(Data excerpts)
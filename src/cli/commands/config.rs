//! Config command implementation.

use crate::cli::{ConfigAction, Output};
use crate::config::Settings;
use anyhow::{bail, Result};
use std::path::PathBuf;

/// Run the config command.
///
/// `config_path` is the `--config` override, if one was given.
pub fn run_config(action: &ConfigAction, settings: Settings, config_path: Option<PathBuf>) -> Result<()> {
    let config_path = config_path.unwrap_or_else(Settings::default_config_path);

    match action {
        ConfigAction::Show => {
            let toml_str = toml::to_string_pretty(&settings)
                .map_err(|e| anyhow::anyhow!("Failed to serialize config: {}", e))?;
            println!("{}", toml_str);
        }

        ConfigAction::Path => {
            println!("{}", config_path.display());
        }

        ConfigAction::Init { force } => {
            if config_path.exists() && !force {
                bail!(
                    "Config already exists at {} (use --force to overwrite)",
                    config_path.display()
                );
            }
            Settings::default().save_to(&config_path)?;
            Output::success(&format!("Wrote default config to {}", config_path.display()));
        }
    }

    Ok(())
}
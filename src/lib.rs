//! Tripsy - personal travel organizer
//!
//! A CLI assistant that answers travel questions by letting a language model
//! call local tools: searching your mailbox for bookings and working out where
//! an uploaded photo or video was taken.
//!
//! # Overview
//!
//! Tripsy allows you to:
//! - Ask about upcoming trips and have the model look up booking emails
//! - Identify the location shown in a photo
//! - Identify the location shown in a video from a handful of keyframes
//!
//! # Architecture
//!
//! The library is organized into several modules:
//!
//! - `config` - Configuration management and prompt templates
//! - `conversation` - Append-only transcript of turns and content blocks
//! - `tools` - Tool declarations, the capability registry and dispatch
//! - `model` - Model client abstraction (Anthropic, OpenAI, scripted)
//! - `capabilities` - Built-in travel tools (mail search, image and video location)
//! - `orchestrator` - The tool-use loop
//!
//! # Example
//!
//! ```rust,no_run
//! use std::sync::Arc;
//! use serde_json::json;
//! use tripsy::conversation::ContentBlock;
//! use tripsy::model::{ModelResponse, ScriptedClient};
//! use tripsy::orchestrator::Orchestrator;
//! use tripsy::tools::ToolDeclaration;
//!
//! #[tokio::main]
//! async fn main() -> anyhow::Result<()> {
//!     let client = Arc::new(ScriptedClient::new([
//!         ModelResponse::tool_use(vec![ContentBlock::ToolUse {
//!             id: "call_1".to_string(),
//!             name: "get_weather".to_string(),
//!             input: json!({ "city": "Lisbon" }),
//!         }]),
//!         ModelResponse::final_text("Sunny in Lisbon."),
//!     ]));
//!
//!     let mut orchestrator = Orchestrator::new(client);
//!     orchestrator.register_fn(
//!         ToolDeclaration::new(
//!             "get_weather",
//!             "Current weather for a city",
//!             json!({ "type": "object", "properties": { "city": { "type": "string" } } }),
//!         ),
//!         |_args| async { Ok("sunny") },
//!     )?;
//!
//!     let outcome = orchestrator.chat("What's the weather in Lisbon?").await?;
//!     println!("{}", outcome.text());
//!
//!     Ok(())
//! }
//! ```

pub mod capabilities;
pub mod cli;
pub mod config;
pub mod conversation;
pub mod error;
pub mod model;
pub mod orchestrator;
pub mod tools;

pub use error::{Result, TripsyError};
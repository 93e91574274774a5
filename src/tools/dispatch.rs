//! Dispatch of tool invocation requests with failure containment.

use super::{ToolArguments, ToolRegistry};
use crate::conversation::{ToolInvocationRequest, ToolOutcome};
use crate::error::TripsyError;
use futures::future::join_all;
use futures::FutureExt;
use serde_json::Value;
use std::any::Any;
use std::panic::AssertUnwindSafe;
use tracing::{info, warn};

/// Result of running one capability.
#[derive(Debug, Clone, PartialEq)]
pub enum ToolExecution {
    Success(String),
    Failure(String),
}

impl ToolExecution {
    /// Attach the originating invocation id.
    pub fn into_outcome(self, invocation_id: impl Into<String>) -> ToolOutcome {
        match self {
            ToolExecution::Success(text) => ToolOutcome::success(invocation_id, text),
            ToolExecution::Failure(message) => ToolOutcome::error(invocation_id, message),
        }
    }

    pub fn is_failure(&self) -> bool {
        matches!(self, ToolExecution::Failure(_))
    }
}

impl ToolRegistry {
    /// Execute one request against the registry.
    ///
    /// Never fails: a missing tool, a capability error, and a capability
    /// panic all come back as [`ToolExecution::Failure`].
    pub async fn execute(&self, request: &ToolInvocationRequest) -> ToolExecution {
        let Some(capability) = self.resolve(&request.tool_name) else {
            return ToolExecution::Failure(
                TripsyError::ToolNotFound(request.tool_name.clone()).to_string(),
            );
        };

        let args = ToolArguments::new(request.arguments.clone());
        let invocation = AssertUnwindSafe(capability.invoke(args)).catch_unwind();

        match invocation.await {
            Ok(Ok(value)) => ToolExecution::Success(coerce_to_text(value)),
            Ok(Err(e)) => ToolExecution::Failure(failure_message(e)),
            Err(payload) => ToolExecution::Failure(
                TripsyError::ToolExecution(panic_message(payload.as_ref())).to_string(),
            ),
        }
    }

    /// Execute one request and wrap the result as an outcome.
    pub async fn dispatch(&self, request: &ToolInvocationRequest) -> ToolOutcome {
        info!(
            "Calling tool: {} with args: {}",
            request.tool_name,
            serde_json::Value::Object(request.arguments.clone())
        );

        let execution = self.execute(request).await;
        if let ToolExecution::Failure(message) = &execution {
            warn!(
                tool = %request.tool_name,
                invocation_id = %request.invocation_id,
                "Tool returned an error: {}",
                message
            );
        }
        execution.into_outcome(request.invocation_id.clone())
    }
}

/// Dispatch every request of one model turn.
///
/// Outcomes are returned in request order whether or not the requests ran
/// concurrently.
pub async fn dispatch_all(
    registry: &ToolRegistry,
    requests: &[ToolInvocationRequest],
    parallel: bool,
) -> Vec<ToolOutcome> {
    if parallel && requests.len() > 1 {
        join_all(requests.iter().map(|r| registry.dispatch(r))).await
    } else {
        let mut outcomes = Vec::with_capacity(requests.len());
        for request in requests {
            outcomes.push(registry.dispatch(request).await);
        }
        outcomes
    }
}

/// Render a capability's return value as text for the model.
fn coerce_to_text(value: Value) -> String {
    match value {
        Value::String(text) => text,
        other => other.to_string(),
    }
}

fn failure_message(error: TripsyError) -> String {
    match error {
        TripsyError::ToolExecution(_) => error.to_string(),
        other => TripsyError::ToolExecution(other.to_string()).to_string(),
    }
}

fn panic_message(payload: &(dyn Any + Send)) -> String {
    if let Some(message) = payload.downcast_ref::<&str>() {
        (*message).to_string()
    } else if let Some(message) = payload.downcast_ref::<String>() {
        message.clone()
    } else {
        "capability panicked".to_string()
    }
}
//! Interactive commit confirmation

use std::io::{self, BufRead, Write};

/// Asks the operator a question and returns the raw answer line
#[cfg_attr(test, mockall::automock)]
pub trait Confirm: Send + Sync {
    fn ask(&self, prompt: &str) -> io::Result<String>;
}

/// Only a single `Y` or `y` proceeds; anything else, empty input included,
/// declines
pub fn accepts(answer: &str) -> bool {
    matches!(answer.trim_end_matches(['\r', '\n']), "Y" | "y")
}

/// Prompt on stdout, answer from stdin
pub struct StdinConfirm;

impl Confirm for StdinConfirm {
    fn ask(&self, prompt: &str) -> io::Result<String> {
        let mut stdout = io::stdout();
        write!(stdout, "{}", prompt)?;
        stdout.flush()?;

        let mut answer = String::new();
        io::stdin().lock().read_line(&mut answer)?;
        Ok(answer)
    }
}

**Aim of the exercise**
Reproduce the line containing "let mut answer = String::new();" and every line after it. Stop at the last line of the records, and add nothing.

**Task result**
        let mut answer = String::new();
        io::stdin().lock().read_line(&mut answer)?;
        Ok(answer)
    }
}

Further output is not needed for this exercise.